It’s frustrating, because he’s pretty sure the sonic frequency would be enough to interrupt the spell, but it won’t matter if he’s dead or fatally injured.

He scraps it and goes with his next best idea that came from— of all people— Steve freaking Rogers. He remembers their conversation about the EMP arrows he made for Barton and how Steve wanted something similar incorporating whatever Tony did to make his suit somewhat magic-proof. An EMP won’t affect magic, but he could definitely put together an EMP-esque device that _does_. It proves harder than he anticipated, though, because he needs a conflicting pulse strong enough that won’t do any physical damage.

He’s three days in and dozing at his worktable after several failed attempts when the idea hits him like a ton of bricks in the form of a nightmare he has on a weekly basis. He jolts up, heart pounding and a cold sweat prickling his back. The room tilts for a second and his ears ring, and he has to grab onto the edge of his seat to stop himself from toppling out of the chair. The spell feels like it’s rolling in his chest, claws out, and he has to grit his teeth against the sensation. 

“Holy shit,” he huffs and bends forward until his forehead rests against the worktable. 

“Sir? Are you all right?”

“Yeah. I think I know what might work.” He lets out a breathy laugh, eyes closed tight enough that splotches of color flash in the darkness. “If we still have specs on it, anyway. That would be good. Great, even. Then I don’t have to start from scratch.”

“What specs would I be searching for, Sir?”

He turns his head, cheek against the table top, and opens his eyes. His vision is still a bit hazy, either from the head rush of sitting up too quickly or the spell is finally starting to destabilized. He thinks it’s probably the latter, what with the way his chest is aching something fierce. He ignores it as best he can watches as his breath fogs up the metal tabletop. “Obadiah’s sonic device.”

There’s a pregnant pause before the AI states, “I am searching the archives now, Sir.” 

Thinking about the piece of tech that allowed his friend and father-figure to pluck his arc reactor out of his chest makes him feel sick and angry and a host of other things he normally and artfully represses, but it’s too good of a lead to ignore. The EMP idea isn’t coming together as well as he’d hoped, and he’d rather not prove Loki wrong and have the spell tear its way out of his chest. He doesn’t know what his timeframe looks like, and he can’t risk it. 

Nightmare it is. 

“I have good news and bad news.”

“Lay it on me.” 

“While I have no blueprints for the device on any of the Stark Industries servers or in the archives, a device that resembles Mr. Stane’s sonic ear set was released back to Stark Industries following the 2009 explosion and proceeding investigation.
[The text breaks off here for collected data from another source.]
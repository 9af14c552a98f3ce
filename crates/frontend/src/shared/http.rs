//! Thin helpers over `gloo-net` shared by every REST service

use gloo_net::http::{RequestBuilder, Response};
use serde::{de::DeserializeOwned, Serialize};
use wasm_bindgen::JsValue;

use crate::shared::error::ApiError;
use crate::system::auth::storage;

/// Request body for create / update calls
///
/// File-bearing entities (receipts, incident attachments, report photos)
/// are sent as multipart forms, everything else as JSON.
#[derive(Debug, Clone)]
pub enum Payload {
    Json(serde_json::Value),
    Multipart(Vec<FormPart>),
}

#[derive(Debug, Clone)]
pub struct FormPart {
    pub name: String,
    pub value: FormValue,
}

#[derive(Debug, Clone)]
pub enum FormValue {
    Text(String),
    File(web_sys::File),
}

impl Payload {
    /// Serialize a DTO into a JSON payload
    pub fn json<T: Serialize>(dto: &T) -> Result<Self, ApiError> {
        Ok(Payload::Json(serde_json::to_value(dto)?))
    }

    /// Flatten a DTO into text form parts, then attach files
    ///
    /// Nested values are sent as their JSON text; `null` fields are skipped.
    pub fn multipart<T: Serialize>(dto: &T, files: Vec<(String, web_sys::File)>) -> Result<Self, ApiError> {
        let mut parts = text_parts(&serde_json::to_value(dto)?)?;
        parts.extend(files.into_iter().map(|(name, file)| FormPart {
            name,
            value: FormValue::File(file),
        }));
        Ok(Payload::Multipart(parts))
    }

    pub fn is_multipart(&self) -> bool {
        matches!(self, Payload::Multipart(_))
    }
}

fn text_parts(value: &serde_json::Value) -> Result<Vec<FormPart>, ApiError> {
    let object = value
        .as_object()
        .ok_or_else(|| ApiError::Encode("multipart payload must be an object".to_string()))?;

    Ok(object
        .iter()
        .filter(|(_, v)| !v.is_null())
        .map(|(name, v)| FormPart {
            name: name.clone(),
            value: FormValue::Text(match v {
                serde_json::Value::String(s) => s.clone(),
                serde_json::Value::Bool(b) => if *b { "1".to_string() } else { "0".to_string() },
                other => other.to_string(),
            }),
        })
        .collect())
}

fn get_auth_header() -> Result<String, ApiError> {
    storage::get_access_token()
        .map(|token| format!("Bearer {}", token))
        .ok_or(ApiError::NotAuthenticated)
}

/// Attach the bearer token and JSON accept header
pub fn authorized(builder: RequestBuilder) -> Result<RequestBuilder, ApiError> {
    Ok(builder
        .header("Authorization", &get_auth_header()?)
        .header("Accept", "application/json"))
}

/// Attach a payload and send the request
pub async fn send_with(builder: RequestBuilder, payload: Payload) -> Result<Response, ApiError> {
    let request = match payload {
        Payload::Json(value) => builder.json(&value)?,
        Payload::Multipart(parts) => builder.body(form_data(parts)?)?,
    };
    Ok(request.send().await?)
}

fn form_data(parts: Vec<FormPart>) -> Result<web_sys::FormData, ApiError> {
    let form = web_sys::FormData::new().map_err(js_error)?;
    for part in parts {
        let appended = match part.value {
            FormValue::Text(text) => form.append_with_str(&part.name, &text),
            FormValue::File(file) => form.append_with_blob(&part.name, &file),
        };
        appended.map_err(js_error)?;
    }
    Ok(form)
}

fn js_error(value: JsValue) -> ApiError {
    ApiError::Encode(format!("{:?}", value))
}

/// Turn a non-2xx response into an [`ApiError`] carrying the server message
pub async fn ensure_success(response: Response) -> Result<Response, ApiError> {
    if response.ok() {
        return Ok(response);
    }
    let status = response.status();
    let body = response.text().await.unwrap_or_default();
    Err(ApiError::from_response(status, &body))
}

/// Check the status and decode the JSON body
pub async fn decode<T: DeserializeOwned>(response: Response) -> Result<T, ApiError> {
    let response = ensure_success(response).await?;
    let text = response.text().await?;
    serde_json::from_str(&text).map_err(|e| ApiError::Decode(e.to_string()))
}

#[cfg(test)]
mod tests {
    use super::*;

    fn text_of(parts: &[FormPart], name: &str) -> Option<String> {
        parts.iter().find(|p| p.name == name).and_then(|p| match &p.value {
            FormValue::Text(t) => Some(t.clone()),
            FormValue::File(_) => None,
        })
    }

    #[test]
    fn test_multipart_flattens_fields() {
        let dto = serde_json::json!({
            "title": "Broken gate",
            "site_id": 3,
            "guard_id": null,
            "urgent": true
        });
        let Payload::Multipart(parts) = Payload::multipart(&dto, Vec::new()).unwrap() else {
            panic!("expected multipart");
        };
        assert_eq!(text_of(&parts, "title").as_deref(), Some("Broken gate"));
        assert_eq!(text_of(&parts, "site_id").as_deref(), Some("3"));
        assert_eq!(text_of(&parts, "urgent").as_deref(), Some("1"));
        assert!(text_of(&parts, "guard_id").is_none());
    }

    #[test]
    fn test_multipart_requires_object() {
        let result = Payload::multipart(&vec![1, 2, 3], Vec::new());
        assert!(matches!(result, Err(ApiError::Encode(_))));
    }

    #[test]
    fn test_json_payload() {
        let payload = Payload::json(&serde_json::json!({ "name": "North gate" })).unwrap();
        assert!(!payload.is_multipart());
    }
}
use chrono::NaiveDate;
use serde::{Deserialize, Serialize};

use crate::domain::common::EntityId;
use crate::enums::ExpenseStatus;

/// Operational expense, optionally with a scanned receipt (multipart upload)
#[derive(Debug, Clone, PartialEq, Serialize, Deserialize)]
pub struct Expense {
    pub id: EntityId,
    pub expense_category_id: EntityId,
    #[serde(default)]
    pub guard_id: Option<EntityId>,
    #[serde(default)]
    pub site_id: Option<EntityId>,
    pub amount: f64,
    pub spent_on: NaiveDate,
    #[serde(default)]
    pub description: Option<String>,
    #[serde(default)]
    pub receipt_url: Option<String>,
    pub status: ExpenseStatus,
    #[serde(default)]
    pub category_name: Option<String>,
}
It is currently in storage in a secure location in California.”

Tony closes his eyes again. “Tell me we have access to it.” 

“I’ve already put in an order for its immediate shipment.”

“What’s its ETA?”

“Tomorrow morning, Sir.” 

“Praise Jesus,” he says and then grins. “Or Norse gods. Seems more accurate in this situation.” 

***

Tony doesn’t risk sleeping in his own bed even though he wants nothing more than silk sheets and memory foam. The suites on the upper floors aren’t bombproof _yet_ ; plus, the workshop is insulated with concrete and metal to account for Tony’s tendency to blow things up. It makes sense that he keep himself locked in on the off chance he was going to go nuclear. It didn’t seem likely, but Tony’s not willing to risk it, especially not since several of the Avengers are still in the building. 

The downside are his sleeping arrangements. Money can buy a lot of things, but even the most expensive futon is a piece of shit, and Tony gives up trying to sleep after about five a.m. due to the amazing pain zinging up his spine and the now constant zinging flutter in his chest.

So, he drinks coffee and keeps working on the magical EMP idea, because even if he doesn’t need it now, it’s still a good piece of tech to have, what with the increasing number of powered people trickling onto their radar. He’s in the middle of tinkering with one of the doom bots he had hauled back to his lab when JARVIS notifies him about a package. He’s able to retrieve it without running into any of the other Avengers, thank god, and hurries back down to his workshop.

It’s amazing, really, how a small, unassuming package can make someone with Tony Stark’s experiences shudder. He ignores the thudding of his heart as he runs his hands over the box and then carefully opens it. Behind the insulated cardboard, there’s a black plastic container. Tony detaches the lid and sets it aside.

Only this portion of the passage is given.